=== The task ===
Restate each entry word for word, leaving nothing out.

=== Provided material ===
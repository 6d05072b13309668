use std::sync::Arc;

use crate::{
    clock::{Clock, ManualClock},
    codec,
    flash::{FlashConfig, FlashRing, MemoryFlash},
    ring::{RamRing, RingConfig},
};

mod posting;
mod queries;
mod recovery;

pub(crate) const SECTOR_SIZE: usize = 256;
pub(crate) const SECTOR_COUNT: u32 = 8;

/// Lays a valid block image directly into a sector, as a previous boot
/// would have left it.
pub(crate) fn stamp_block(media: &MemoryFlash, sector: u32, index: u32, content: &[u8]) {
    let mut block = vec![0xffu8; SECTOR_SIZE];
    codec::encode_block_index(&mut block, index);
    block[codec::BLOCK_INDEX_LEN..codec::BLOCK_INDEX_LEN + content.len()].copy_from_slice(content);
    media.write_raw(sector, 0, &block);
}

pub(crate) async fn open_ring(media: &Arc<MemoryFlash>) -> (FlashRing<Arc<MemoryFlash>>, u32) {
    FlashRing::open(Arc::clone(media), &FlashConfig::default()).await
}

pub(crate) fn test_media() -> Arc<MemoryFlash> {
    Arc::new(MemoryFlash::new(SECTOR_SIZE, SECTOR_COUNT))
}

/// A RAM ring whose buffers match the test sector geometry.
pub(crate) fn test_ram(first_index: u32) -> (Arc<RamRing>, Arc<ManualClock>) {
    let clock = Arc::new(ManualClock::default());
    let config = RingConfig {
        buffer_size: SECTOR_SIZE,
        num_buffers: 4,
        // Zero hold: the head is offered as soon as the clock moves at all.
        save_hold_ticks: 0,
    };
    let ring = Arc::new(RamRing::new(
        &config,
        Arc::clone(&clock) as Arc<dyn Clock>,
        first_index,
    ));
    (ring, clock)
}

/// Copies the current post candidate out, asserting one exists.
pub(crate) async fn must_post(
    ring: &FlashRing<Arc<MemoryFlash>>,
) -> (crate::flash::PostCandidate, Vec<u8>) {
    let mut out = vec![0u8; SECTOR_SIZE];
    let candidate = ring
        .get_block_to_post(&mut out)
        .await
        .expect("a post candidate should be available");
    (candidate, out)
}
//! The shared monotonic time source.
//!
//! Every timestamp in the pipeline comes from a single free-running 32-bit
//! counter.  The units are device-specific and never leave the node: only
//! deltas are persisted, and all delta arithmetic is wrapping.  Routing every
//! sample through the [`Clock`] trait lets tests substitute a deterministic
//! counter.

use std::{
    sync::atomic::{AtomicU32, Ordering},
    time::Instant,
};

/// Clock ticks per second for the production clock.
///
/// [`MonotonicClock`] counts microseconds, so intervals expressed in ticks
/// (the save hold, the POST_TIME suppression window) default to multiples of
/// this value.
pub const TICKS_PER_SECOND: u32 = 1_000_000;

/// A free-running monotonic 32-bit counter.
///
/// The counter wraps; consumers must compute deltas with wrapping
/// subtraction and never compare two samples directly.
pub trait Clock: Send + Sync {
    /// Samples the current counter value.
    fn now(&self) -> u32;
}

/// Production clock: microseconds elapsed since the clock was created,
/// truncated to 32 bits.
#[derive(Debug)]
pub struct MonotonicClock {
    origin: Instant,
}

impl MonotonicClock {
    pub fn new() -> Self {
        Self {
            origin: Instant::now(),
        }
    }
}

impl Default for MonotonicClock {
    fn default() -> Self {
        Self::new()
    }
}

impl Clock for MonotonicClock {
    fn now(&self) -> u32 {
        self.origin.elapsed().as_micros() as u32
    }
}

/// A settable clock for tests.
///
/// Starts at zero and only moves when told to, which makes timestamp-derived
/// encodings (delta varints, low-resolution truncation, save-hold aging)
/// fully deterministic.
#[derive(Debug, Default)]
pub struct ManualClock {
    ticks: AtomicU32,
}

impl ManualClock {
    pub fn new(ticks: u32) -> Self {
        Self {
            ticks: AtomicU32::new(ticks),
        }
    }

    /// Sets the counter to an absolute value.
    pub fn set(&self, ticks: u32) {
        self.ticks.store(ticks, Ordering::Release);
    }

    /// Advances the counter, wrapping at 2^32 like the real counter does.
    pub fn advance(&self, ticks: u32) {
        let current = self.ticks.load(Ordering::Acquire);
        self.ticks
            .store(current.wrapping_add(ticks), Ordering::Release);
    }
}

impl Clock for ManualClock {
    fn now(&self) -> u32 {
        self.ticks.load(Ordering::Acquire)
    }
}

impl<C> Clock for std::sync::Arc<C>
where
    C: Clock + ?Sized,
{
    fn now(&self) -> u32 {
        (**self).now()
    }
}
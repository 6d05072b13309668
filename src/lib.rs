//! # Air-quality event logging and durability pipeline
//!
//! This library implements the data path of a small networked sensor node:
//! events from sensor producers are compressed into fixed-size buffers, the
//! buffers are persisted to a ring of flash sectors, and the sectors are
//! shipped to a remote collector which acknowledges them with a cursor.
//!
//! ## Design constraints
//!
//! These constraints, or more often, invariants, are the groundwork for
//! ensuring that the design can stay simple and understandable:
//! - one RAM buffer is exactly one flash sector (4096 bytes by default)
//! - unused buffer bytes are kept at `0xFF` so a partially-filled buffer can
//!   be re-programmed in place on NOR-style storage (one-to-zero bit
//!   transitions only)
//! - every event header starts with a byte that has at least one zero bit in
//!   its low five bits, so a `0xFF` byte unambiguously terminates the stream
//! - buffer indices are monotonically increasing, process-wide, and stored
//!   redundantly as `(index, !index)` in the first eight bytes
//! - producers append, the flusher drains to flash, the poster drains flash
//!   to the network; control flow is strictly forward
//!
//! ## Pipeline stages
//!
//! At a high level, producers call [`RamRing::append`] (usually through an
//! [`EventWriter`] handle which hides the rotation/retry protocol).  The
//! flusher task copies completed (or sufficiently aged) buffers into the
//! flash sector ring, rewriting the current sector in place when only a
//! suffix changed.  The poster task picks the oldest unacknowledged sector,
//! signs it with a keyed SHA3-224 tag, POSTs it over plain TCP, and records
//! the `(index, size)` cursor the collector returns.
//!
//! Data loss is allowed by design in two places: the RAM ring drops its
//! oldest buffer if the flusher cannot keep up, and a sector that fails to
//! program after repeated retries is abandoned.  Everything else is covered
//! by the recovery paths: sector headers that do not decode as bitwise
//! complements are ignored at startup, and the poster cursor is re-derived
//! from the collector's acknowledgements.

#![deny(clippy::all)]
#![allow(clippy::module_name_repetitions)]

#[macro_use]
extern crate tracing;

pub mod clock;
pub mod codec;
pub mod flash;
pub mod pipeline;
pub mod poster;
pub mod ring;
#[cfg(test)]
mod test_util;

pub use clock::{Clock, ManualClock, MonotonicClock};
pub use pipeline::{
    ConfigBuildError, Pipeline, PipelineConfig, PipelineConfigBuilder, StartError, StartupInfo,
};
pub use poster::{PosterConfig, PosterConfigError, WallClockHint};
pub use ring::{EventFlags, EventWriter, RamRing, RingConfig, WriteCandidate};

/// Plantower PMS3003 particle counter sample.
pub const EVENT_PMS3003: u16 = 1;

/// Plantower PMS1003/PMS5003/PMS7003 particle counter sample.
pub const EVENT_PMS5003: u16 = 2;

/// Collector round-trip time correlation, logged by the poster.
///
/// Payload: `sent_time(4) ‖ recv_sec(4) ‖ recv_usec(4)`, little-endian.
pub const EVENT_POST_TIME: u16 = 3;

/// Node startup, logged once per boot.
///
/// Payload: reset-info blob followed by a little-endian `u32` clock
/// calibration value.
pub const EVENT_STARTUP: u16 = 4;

=== Result for this task ===
repository 6d05072b13309668
use std::sync::Arc;

use crate::{
    clock::{Clock, ManualClock},
    codec,
    flash::{FlashConfig, FlashRing, MemoryFlash},
    ring::{RamRing, RingConfig},
};

mod posting;
mod queries;
mod recovery;

pub(crate) const SECTOR_SIZE: usize = 256;
pub(crate) const SECTOR_COUNT: u32 = 8;

/// Lays a valid block image directly into a sector, as a previous boot
/// would have left it.
pub(crate) fn stamp_block(media: &MemoryFlash, sector: u32, index: u32, content: &[u8]) {
    let mut block = vec![0xffu8; SECTOR_SIZE];
    codec::encode_block_index(&mut block, index);
    block[codec::BLOCK_INDEX_LEN..codec::BLOCK_INDEX_LEN + content.len()].copy_from_slice(content);
    media.write_raw(sector, 0, &block);
}

pub(crate) async fn open_ring(media: &Arc<MemoryFlash>) -> (FlashRing<Arc<MemoryFlash>>, u32) {
    FlashRing::open(Arc::clone(media), &FlashConfig::default()).await
}

pub(crate) fn test_media() -> Arc<MemoryFlash> {
    Arc::new(MemoryFlash::new(SECTOR_SIZE, SECTOR_COUNT))
}

/// A RAM ring whose buffers match the test sector geometry.
pub(crate) fn test_ram(first_index: u32) -> (Arc<RamRing>, Arc<ManualClock>) {
    let clock = Arc::new(ManualClock::default());
    let config = RingConfig {
        buffer_size: SECTOR_SIZE,
        num_buffers: 4,
        // Zero hold: the head is offered as soon as the clock moves at all.
        save_hold_ticks: 0,
    };
    let ring = Arc::new(RamRing::new(
        &config,
        Arc::clone(&clock) as Arc<dyn Clock>,
        first_index,
    ));
    (ring, clock)
}

/// Copies the current post candidate out, asserting one exists.
pub(crate) async fn must_post(
    ring: &FlashRing<Arc<MemoryFlash>>,
) -> (crate::flash::PostCandidate, Vec<u8>) {
    let mut out = vec![0u8; SECTOR_SIZE];
    let candidate = ring
        .get_block_to_post(&mut out)
        .await
        .expect("a post candidate should be available");
    (candidate, out)
}
//! The shared monotonic time source.
//!
//! Every timestamp in the pipeline comes from a single free-running 32-bit
//! counter.  The units are device-specific and never leave the node: only
//! deltas are persisted, and all delta arithmetic is wrapping.  Routing every
//! sample through the [`Clock`] trait lets tests substitute a deterministic
//! counter.

use std::{
    sync::atomic::{AtomicU32, Ordering},
    time::Instant,
};

/// Clock ticks per second for the production clock.
///
/// [`MonotonicClock`] counts microseconds, so intervals expressed in ticks
/// (the save hold, the POST_TIME suppression window) default to multiples of
/// this value.
pub const TICKS_PER_SECOND: u32 = 1_000_000;

/// A free-running monotonic 32-bit counter.
///
/// The counter wraps; consumers must compute deltas with wrapping
/// subtraction and never compare two samples directly.
pub trait Clock: Send + Sync {
    /// Samples the current counter value.
    fn now(&self) -> u32;
}

/// Production clock: microseconds elapsed since the clock was created,
/// truncated to 32 bits.
#[derive(Debug)]
pub struct MonotonicClock {
    origin: Instant,
}

impl MonotonicClock {
    pub fn new() -> Self {
        Self {
            origin: Instant::now(),
        }
    }
}

impl Default for MonotonicClock {
    fn default() -> Self {
        Self::new()
    }
}

impl Clock for MonotonicClock {
    fn now(&self) -> u32 {
        self.origin.elapsed().as_micros() as u32
    }
}

/// A settable clock for tests.
///
/// Starts at zero and only moves when told to, which makes timestamp-derived
/// encodings (delta varints, low-resolution truncation, save-hold aging)
/// fully deterministic.
#[derive(Debug, Default)]
pub struct ManualClock {
    ticks: AtomicU32,
}

impl ManualClock {
    pub fn new(ticks: u32) -> Self {
        Self {
            ticks: AtomicU32::new(ticks),
        }
    }

    /// Sets the counter to an absolute value.
    pub fn set(&self, ticks: u32) {
        self.ticks.store(ticks, Ordering::Release);
    }

    /// Advances the counter, wrapping at 2^32 like the real counter does.
    pub fn advance(&self, ticks: u32) {
        let current = self.ticks.load(Ordering::Acquire);
        self.ticks
            .store(current.wrapping_add(ticks), Ordering::Release);
    }
}

impl Clock for ManualClock {
    fn now(&self) -> u32 {
        self.ticks.load(Ordering::Acquire)
    }
}

impl<C> Clock for std::sync::Arc<C>
where
    C: Clock + ?Sized,
{
    fn now(&self) -> u32 {
        (**self).now()
    }
}
repository 6d05072b13309668
filename src/lib.rs
//! # Air-quality event logging and durability pipeline
//!
//! This library implements the data path of a small networked sensor node:
//! events from sensor producers are compressed into fixed-size buffers, the
//! buffers are persisted to a ring of flash sectors, and the sectors are
//! shipped to a remote collector which acknowledges them with a cursor.
//!
//! ## Design constraints
//!
//! These constraints, or more often, invariants, are the groundwork for
//! ensuring that the design can stay simple and understandable:
//! - one RAM buffer is exactly one flash sector (4096 bytes by default)
//! - unused buffer bytes are kept at `0xFF` so a partially-filled buffer can
//!   be re-programmed in place on NOR-style storage (one-to-zero bit
//!   transitions only)
//! - every event header starts with a byte that has at least one zero bit in
//!   its low five bits, so a `0xFF` byte unambiguously terminates the stream
//! - buffer indices are monotonically increasing, process-wide, and stored
//!   redundantly as `(index, !index)` in the first eight bytes
//! - producers append, the flusher drains to flash, the poster drains flash
//!   to the network; control flow is strictly forward
//!
//! ## Pipeline stages
//!
//! At a high level, producers call [`RamRing::append`] (usually through an
//! [`EventWriter`] handle which hides the rotation/retry protocol).  The
//! flusher task copies completed (or sufficiently aged) buffers into the
//! flash sector ring, rewriting the current sector in place when only a
//! suffix changed.  The poster task picks the oldest unacknowledged sector,
//! signs it with a keyed SHA3-224 tag, POSTs it over plain TCP, and records
//! the `(index, size)` cursor the collector returns.
//!
//! Data loss is allowed by design in two places: the RAM ring drops its
//! oldest buffer if the flusher cannot keep up, and a sector that fails to
//! program after repeated retries is abandoned.  Everything else is covered
//! by the recovery paths: sector headers that do not decode as bitwise
//! complements are ignored at startup, and the poster cursor is re-derived
//! from the collector's acknowledgements.

#![deny(clippy::all)]
#![allow(clippy::module_name_repetitions)]

#[macro_use]
extern crate tracing;

pub mod clock;
pub mod codec;
pub mod flash;
pub mod pipeline;
pub mod poster;
pub mod ring;
#[cfg(test)]
mod test_util;

pub use clock::{Clock, ManualClock, MonotonicClock};
pub use pipeline::{
    ConfigBuildError, Pipeline, PipelineConfig, PipelineConfigBuilder, StartError, StartupInfo,
};
pub use poster::{PosterConfig, PosterConfigError, WallClockHint};
pub use ring::{EventFlags, EventWriter, RamRing, RingConfig, WriteCandidate};

/// Plantower PMS3003 particle counter sample.
pub const EVENT_PMS3003: u16 = 1;

/// Plantower PMS1003/PMS5003/PMS7003 particle counter sample.
pub const EVENT_PMS5003: u16 = 2;

/// Collector round-trip time correlation, logged by the poster.
///
/// Payload: `sent_time(4) ‖ recv_sec(4) ‖ recv_usec(4)`, little-endian.
pub const EVENT_POST_TIME: u16 = 3;

/// Node startup, logged once per boot.
///
/// Payload: reset-info blob followed by a little-endian `u32` clock
/// calibration value.
pub const EVENT_STARTUP: u16 = 4;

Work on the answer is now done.